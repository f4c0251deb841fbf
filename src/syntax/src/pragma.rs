//! Compiler directives.
//!
//! # Grammar
//!
//! [`Pragma`] := `::pragma` `(` NAME (`,` EXPRESSION)* `)`

use parser::{
    custom::{
        CustomExpressionItem, CustomItem, CustomItemCategory, CustomParseContext,
        CustomParseError,
    },
    ErrorSink, ExpressionTree, Node, NodeKind, ParseErrorItem, TextRange,
};

use crate::ids::error::PRAGMA_WITHOUT_NAME;

/// A `::pragma(...)` item. It stands where any operand can.
#[derive(Debug, Clone, PartialEq, Eq)]
pub struct Pragma {
    directive: Option<String>,
    arguments: usize,
}

impl Pragma {
    /// The pragma's name, its first argument, if that is a name.
    pub fn directive(&self) -> Option<&str> {
        self.directive.as_deref()
    }

    /// The number of arguments, including the name.
    pub fn arguments(&self) -> usize {
        self.arguments
    }
}

impl CustomExpressionItem for Pragma {
    fn name(&self) -> &str {
        "pragma"
    }

    fn on_parsed(&self, node: &Node, _tree: &ExpressionTree, errors: &mut dyn ErrorSink) {
        if self.directive.is_none() {
            errors.add_error(ParseErrorItem::new(
                node.start(),
                PRAGMA_WITHOUT_NAME,
                "'::pragma' must start with the name of the directive",
                false,
            ));
        }
    }
}

pub(crate) fn parse(context: &mut CustomParseContext) -> Result<Option<CustomItem>, CustomParseError> {
    context.skip_whitespace_and_comments();
    let braces = context
        .parse_braces()
        .ok_or_else(|| CustomParseError::new("expected '(' after '::pragma'"))?;

    let tree = context.tree();
    let arguments: Vec<_> = tree.expression_items(braces).collect();
    let directive = arguments.first().and_then(|argument| match argument.kind() {
        NodeKind::Literal { name } => Some(tree[*name].text(context.text()).to_string()),
        _ => None,
    });

    let pragma = Pragma {
        directive,
        arguments: arguments.len(),
    };

    let range = TextRange::new(context.trigger().start(), context.last_token_end());
    Ok(Some(CustomItem::new(
        CustomItemCategory::Regular,
        range,
        pragma,
    )))
}
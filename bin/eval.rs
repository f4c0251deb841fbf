//! Parse an expression taken from the command line.

use crate::Args;

/// Parse the command line argument and print any errors
#[derive(clap::Parser)]
pub struct Evaluate {
    /// The code to parse
    input: String,
}

impl Evaluate {
    /// Run the subcommand, returning whether the input parsed cleanly.
    pub(crate) fn run(&self, args: &Args) -> bool {
        let mut reporter = match args.reporter() {
            Ok(reporter) => reporter,
            Err(e) => {
                eprintln!("Error: {}", e);
                return false;
            }
        };

        reporter.eval(self.input.clone())
    }
}
#[cfg(test)]
mod tests {
    use super::*;

    #[test]
    fn codes_are_unique() {
        let mut seen = std::collections::HashSet::new();
        for code in ErrorCode::BUILT_IN {
            assert!(seen.insert(code.code()), "{:?} reuses a number", code);
            assert_eq!(ErrorCode::from_code(code.code()), *code);
        }
    }

    #[test]
    fn custom_codes() {
        assert_eq!(ErrorCode::from_code(1234), ErrorCode::Custom(1234));
        assert_eq!(ErrorCode::Custom(1234).code(), 1234);
        assert_eq!(ErrorCode::from_code(200).to_string(), "E0200");
    }

    #[test]
    fn dedup_on_offset_and_code() {
        let mut errors = ParseErrors::default();
        assert!(errors.push(ParseErrorItem::from_code(3, ErrorCode::InvalidSymbol)));
        assert!(!errors.push(ParseErrorItem::new(3, ErrorCode::InvalidSymbol, "again", false)));
        assert!(errors.push(ParseErrorItem::from_code(3, ErrorCode::BinaryOperatorMissing)));
        assert_eq!(errors.len(), 2);
    }

    #[test]
    fn sorted_by_offset() {
        let mut errors = ParseErrors::default();
        errors.push(ParseErrorItem::from_code(9, ErrorCode::InvalidSymbol));
        errors.push(ParseErrorItem::from_code(1, ErrorCode::ClosingBraceMissing));
        let offsets: Vec<_> = errors.into_sorted().iter().map(|e| e.offset()).collect();
        assert_eq!(offsets, vec![1, 9]);
    }

    #[test]
    fn diagnostic_location() {
        let text = "a +\n  §";
        let error = ParseErrorItem::from_code(6, ErrorCode::InvalidSymbol);
        let d = error.to_diagnostic(text);
        assert_eq!(d.get_location(), Some(Caret::new(1, 2)));
        assert_eq!(d.get_code(), Some(300));
        assert_eq!(d.get_highlights().len(), 1);
    }

    #[test]
    fn critical_errors_say_so() {
        let error = ParseErrorItem::from_code(0, ErrorCode::MaximumDepthExceeded);
        assert!(error.is_critical());
        let d = error.to_diagnostic("(");
        assert_eq!(d.get_level(), Level::Critical);
        assert_eq!(d.get_notes().len(), 1);

        let d = ParseErrorItem::from_code(3, ErrorCode::ExpectedPostfixOperator).to_diagnostic("a +");
        assert_eq!(d.get_level(), Level::Error);
        assert!(d.get_highlights()[0].is_point());
    }
}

__What to produce__. The answer should consist only of the number of lines above in which "CustomExpressionItem" appears.

__Exercise result__. 2